_YOUR INSTRUCTIONS_
Repeat the data exactly, so that every line matches the original.

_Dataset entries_
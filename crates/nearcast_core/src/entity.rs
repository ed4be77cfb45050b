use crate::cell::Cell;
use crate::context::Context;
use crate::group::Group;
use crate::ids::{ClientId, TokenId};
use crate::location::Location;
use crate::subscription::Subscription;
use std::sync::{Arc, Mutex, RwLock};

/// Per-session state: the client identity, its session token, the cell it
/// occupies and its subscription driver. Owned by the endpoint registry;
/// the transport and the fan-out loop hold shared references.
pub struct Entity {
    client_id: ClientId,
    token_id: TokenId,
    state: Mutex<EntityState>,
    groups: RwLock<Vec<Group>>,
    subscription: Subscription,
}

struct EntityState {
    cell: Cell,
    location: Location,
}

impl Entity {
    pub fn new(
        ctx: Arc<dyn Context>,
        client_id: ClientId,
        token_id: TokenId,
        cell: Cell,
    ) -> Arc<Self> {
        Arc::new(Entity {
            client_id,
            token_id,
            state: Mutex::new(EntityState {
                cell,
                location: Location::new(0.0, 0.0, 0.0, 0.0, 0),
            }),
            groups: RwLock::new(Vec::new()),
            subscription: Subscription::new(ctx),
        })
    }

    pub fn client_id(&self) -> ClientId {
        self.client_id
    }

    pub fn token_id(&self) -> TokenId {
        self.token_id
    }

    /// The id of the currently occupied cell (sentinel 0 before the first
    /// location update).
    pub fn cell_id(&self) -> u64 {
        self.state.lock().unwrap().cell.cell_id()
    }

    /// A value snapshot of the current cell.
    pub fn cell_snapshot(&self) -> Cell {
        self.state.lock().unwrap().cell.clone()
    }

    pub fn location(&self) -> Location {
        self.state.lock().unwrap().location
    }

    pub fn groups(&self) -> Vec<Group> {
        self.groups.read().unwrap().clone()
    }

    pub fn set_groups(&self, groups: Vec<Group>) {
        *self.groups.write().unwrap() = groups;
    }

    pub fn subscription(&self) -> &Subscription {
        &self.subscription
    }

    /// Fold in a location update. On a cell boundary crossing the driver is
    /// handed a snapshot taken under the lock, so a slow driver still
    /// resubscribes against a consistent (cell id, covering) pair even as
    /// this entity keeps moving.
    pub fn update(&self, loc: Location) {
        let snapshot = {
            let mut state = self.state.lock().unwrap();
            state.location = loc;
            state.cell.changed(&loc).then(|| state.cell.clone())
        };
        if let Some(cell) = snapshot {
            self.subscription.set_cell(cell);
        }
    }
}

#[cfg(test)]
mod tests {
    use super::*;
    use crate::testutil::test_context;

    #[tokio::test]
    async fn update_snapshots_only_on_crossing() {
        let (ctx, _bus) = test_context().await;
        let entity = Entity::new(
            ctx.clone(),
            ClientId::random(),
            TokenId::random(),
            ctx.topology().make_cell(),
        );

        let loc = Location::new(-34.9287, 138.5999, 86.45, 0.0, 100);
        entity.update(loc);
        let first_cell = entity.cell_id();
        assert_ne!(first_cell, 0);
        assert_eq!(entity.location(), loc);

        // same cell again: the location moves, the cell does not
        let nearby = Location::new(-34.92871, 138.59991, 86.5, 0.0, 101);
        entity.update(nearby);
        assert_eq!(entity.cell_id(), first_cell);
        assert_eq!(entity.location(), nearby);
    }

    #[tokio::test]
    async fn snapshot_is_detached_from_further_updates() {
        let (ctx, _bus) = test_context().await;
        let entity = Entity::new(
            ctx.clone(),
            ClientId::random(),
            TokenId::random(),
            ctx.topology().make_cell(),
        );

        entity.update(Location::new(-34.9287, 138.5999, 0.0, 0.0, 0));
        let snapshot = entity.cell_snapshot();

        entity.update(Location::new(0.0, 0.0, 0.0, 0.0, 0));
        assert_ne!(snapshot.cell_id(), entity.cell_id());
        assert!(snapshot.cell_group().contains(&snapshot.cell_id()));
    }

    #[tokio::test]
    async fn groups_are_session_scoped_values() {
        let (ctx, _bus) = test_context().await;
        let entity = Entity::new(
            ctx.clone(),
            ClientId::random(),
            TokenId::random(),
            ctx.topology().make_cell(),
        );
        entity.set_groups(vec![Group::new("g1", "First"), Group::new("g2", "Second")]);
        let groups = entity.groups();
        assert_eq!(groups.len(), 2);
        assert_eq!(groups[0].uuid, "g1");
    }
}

_RESULT OF THE TASK_
filename crates/nearcast_core/src/entity.rs
repository ed4be77cfb45050b
use crate::cell::Cell;
use crate::context::Context;
use crate::group::Group;
use crate::ids::{ClientId, TokenId};
use crate::location::Location;
use crate::subscription::Subscription;
use std::sync::{Arc, Mutex, RwLock};

/// Per-session state: the client identity, its session token, the cell it
/// occupies and its subscription driver. Owned by the endpoint registry;
/// the transport and the fan-out loop hold shared references.
pub struct Entity {
    client_id: ClientId,
    token_id: TokenId,
    state: Mutex<EntityState>,
    groups: RwLock<Vec<Group>>,
    subscription: Subscription,
}

struct EntityState {
    cell: Cell,
    location: Location,
}

impl Entity {
    pub fn new(
        ctx: Arc<dyn Context>,
        client_id: ClientId,
        token_id: TokenId,
        cell: Cell,
    ) -> Arc<Self> {
        Arc::new(Entity {
            client_id,
            token_id,
            state: Mutex::new(EntityState {
                cell,
                location: Location::new(0.0, 0.0, 0.0, 0.0, 0),
            }),
            groups: RwLock::new(Vec::new()),
            subscription: Subscription::new(ctx),
        })
    }

    pub fn client_id(&self) -> ClientId {
        self.client_id
    }

    pub fn token_id(&self) -> TokenId {
        self.token_id
    }

    /// The id of the currently occupied cell (sentinel 0 before the first
    /// location update).
    pub fn cell_id(&self) -> u64 {
        self.state.lock().unwrap().cell.cell_id()
    }

    /// A value snapshot of the current cell.
    pub fn cell_snapshot(&self) -> Cell {
        self.state.lock().unwrap().cell.clone()
    }

    pub fn location(&self) -> Location {
        self.state.lock().unwrap().location
    }

    pub fn groups(&self) -> Vec<Group> {
        self.groups.read().unwrap().clone()
    }

    pub fn set_groups(&self, groups: Vec<Group>) {
        *self.groups.write().unwrap() = groups;
    }

    pub fn subscription(&self) -> &Subscription {
        &self.subscription
    }

    /// Fold in a location update. On a cell boundary crossing the driver is
    /// handed a snapshot taken under the lock, so a slow driver still
    /// resubscribes against a consistent (cell id, covering) pair even as
    /// this entity keeps moving.
    pub fn update(&self, loc: Location) {
        let snapshot = {
            let mut state = self.state.lock().unwrap();
            state.location = loc;
            state.cell.changed(&loc).then(|| state.cell.clone())
        };
        if let Some(cell) = snapshot {
            self.subscription.set_cell(cell);
        }
    }
}

#[cfg(test)]
mod tests {
    use super::*;
    use crate::testutil::test_context;

    #[tokio::test]
    async fn update_snapshots_only_on_crossing() {
        let (ctx, _bus) = test_context().await;
        let entity = Entity::new(
            ctx.clone(),
            ClientId::random(),
            TokenId::random(),
            ctx.topology().make_cell(),
        );

        let loc = Location::new(-34.9287, 138.5999, 86.45, 0.0, 100);
        entity.update(loc);
        let first_cell = entity.cell_id();
        assert_ne!(first_cell, 0);
        assert_eq!(entity.location(), loc);

        // same cell again: the location moves, the cell does not
        let nearby = Location::new(-34.92871, 138.59991, 86.5, 0.0, 101);
        entity.update(nearby);
        assert_eq!(entity.cell_id(), first_cell);
        assert_eq!(entity.location(), nearby);
    }

    #[tokio::test]
    async fn snapshot_is_detached_from_further_updates() {
        let (ctx, _bus) = test_context().await;
        let entity = Entity::new(
            ctx.clone(),
            ClientId::random(),
            TokenId::random(),
            ctx.topology().make_cell(),
        );

        entity.update(Location::new(-34.9287, 138.5999, 0.0, 0.0, 0));
        let snapshot = entity.cell_snapshot();

        entity.update(Location::new(0.0, 0.0, 0.0, 0.0, 0));
        assert_ne!(snapshot.cell_id(), entity.cell_id());
        assert!(snapshot.cell_group().contains(&snapshot.cell_id()));
    }

    #[tokio::test]
    async fn groups_are_session_scoped_values() {
        let (ctx, _bus) = test_context().await;
        let entity = Entity::new(
            ctx.clone(),
            ClientId::random(),
            TokenId::random(),
            ctx.topology().make_cell(),
        );
        entity.set_groups(vec![Group::new("g1", "First"), Group::new("g2", "Second")]);
        let groups = entity.groups();
        assert_eq!(groups.len(), 2);
        assert_eq!(groups[0].uuid, "g1");
    }
}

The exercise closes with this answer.